Tiago Bastos, representando a SEE, destacou na audiência a importância da preservação das cavernas da região, além de apresentar o mapa de potencial espeleológico de Ouro Preto, com detalhe para a região do Botafogo, onde é classificada com de Muito Alto Potencial para ocorrências de cavidades naturais. Enfatizou a caracterização e o mapeamento da Gruta Botafogo 1, localizada dentro de um dos três polígono minerário de propriedade da BHP Billiton (uma das controladoras da Samarco), que detém ao todo cerca de 900 hectares na Serra de Ouro Preto.

A Gruta do Botafogo 1, tem aproximadamente 150 metros de desenvolvimento linear, onde dois córregos subterrâneos nascem e convergem para o córrego do Funil, que abastece a comunidade do Botafogo. A caverna abriga um fauna cavernícola rica, sendo observados colônia de morcegos, andorinhões, opiliões, grilos, aranhas, sapos, girinos e fungos, além de guano, um importantíssimo recurso para o ecossistema cavernícola. Não há estudos bioespeleológicos ainda, sendo essencial conhecer as relações ecológicas de todos esses serem, que já podem ter algum ônus devido a supressão vegetal realizado pela Mineração Patrimônio, localizada a cerca de 1km desta gruta.

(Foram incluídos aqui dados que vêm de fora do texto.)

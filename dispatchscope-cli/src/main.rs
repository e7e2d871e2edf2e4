mod app;
mod commands;
mod output;

use std::io::Write;

use anyhow::Context;
use clap::Parser;
use log::LevelFilter;

use crate::app::{Cli, Command};

fn main() -> anyhow::Result<()> {
    let cli = Cli::parse();

    ctrlc::set_handler(|| {
        eprintln!("\nInterrupted; no detector output was written.");
        std::process::exit(130);
    })
    .context("failed to install Ctrl+C handler")?;

    // JSON output keeps stderr quiet as well; RUST_LOG still overrides the filter.
    if !cli.global.json {
        init_logging(if cli.global.verbose {
            LevelFilter::Debug
        } else {
            LevelFilter::Info
        });
    }

    run(&cli)
}

fn init_logging(level: LevelFilter) {
    env_logger::Builder::new()
        .filter_module("dispatchscope", level)
        .parse_default_env()
        .target(env_logger::Target::Stderr)
        .format(|buf, record| writeln!(buf, "[{}] {}", record.level(), record.args()))
        .init();
}

fn run(cli: &Cli) -> anyhow::Result<()> {
    match &cli.command {
        Command::Replay {
            path,
            output,
            accumulators,
            index,
        } => commands::replay::run(
            path,
            &commands::replay::ReplayOptions {
                output,
                accumulators,
                index: index.as_deref(),
                global: &cli.global,
            },
        ),
        Command::Compare {
            tool,
            debug,
            report,
        } => commands::compare::run(tool, debug, report.as_deref(), &cli.global),
        Command::Context {
            tool,
            listing,
            above,
            below,
        } => commands::context::run(tool, listing, *above, *below, &cli.global),
    }
}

Sobre a geoespeleologia, existem feições espeleológicas, como as caneluras, ainda pouco estudadas e demandam investigação científica, auxiliando a compreensão dos processos de formações das cavernas em quartzitos. Tiago também exibiu um modelo fictício da área de influência de uma cavidade, evidenciando a importância de se determinar a microbacia que a cavidade está inserida assim como a área de alimentação dos morcegos e dos andorinhões. Ao final, Tiago sugeriu a criação de uma Zona de Proteção Ambiental Municipal (ZPAM) para toda a Serra de Ouro Preto, como forma de resguardar o patrimônio natural, hídrico e espeleológico, que neste momento está ameaçado pelos projetos minerários.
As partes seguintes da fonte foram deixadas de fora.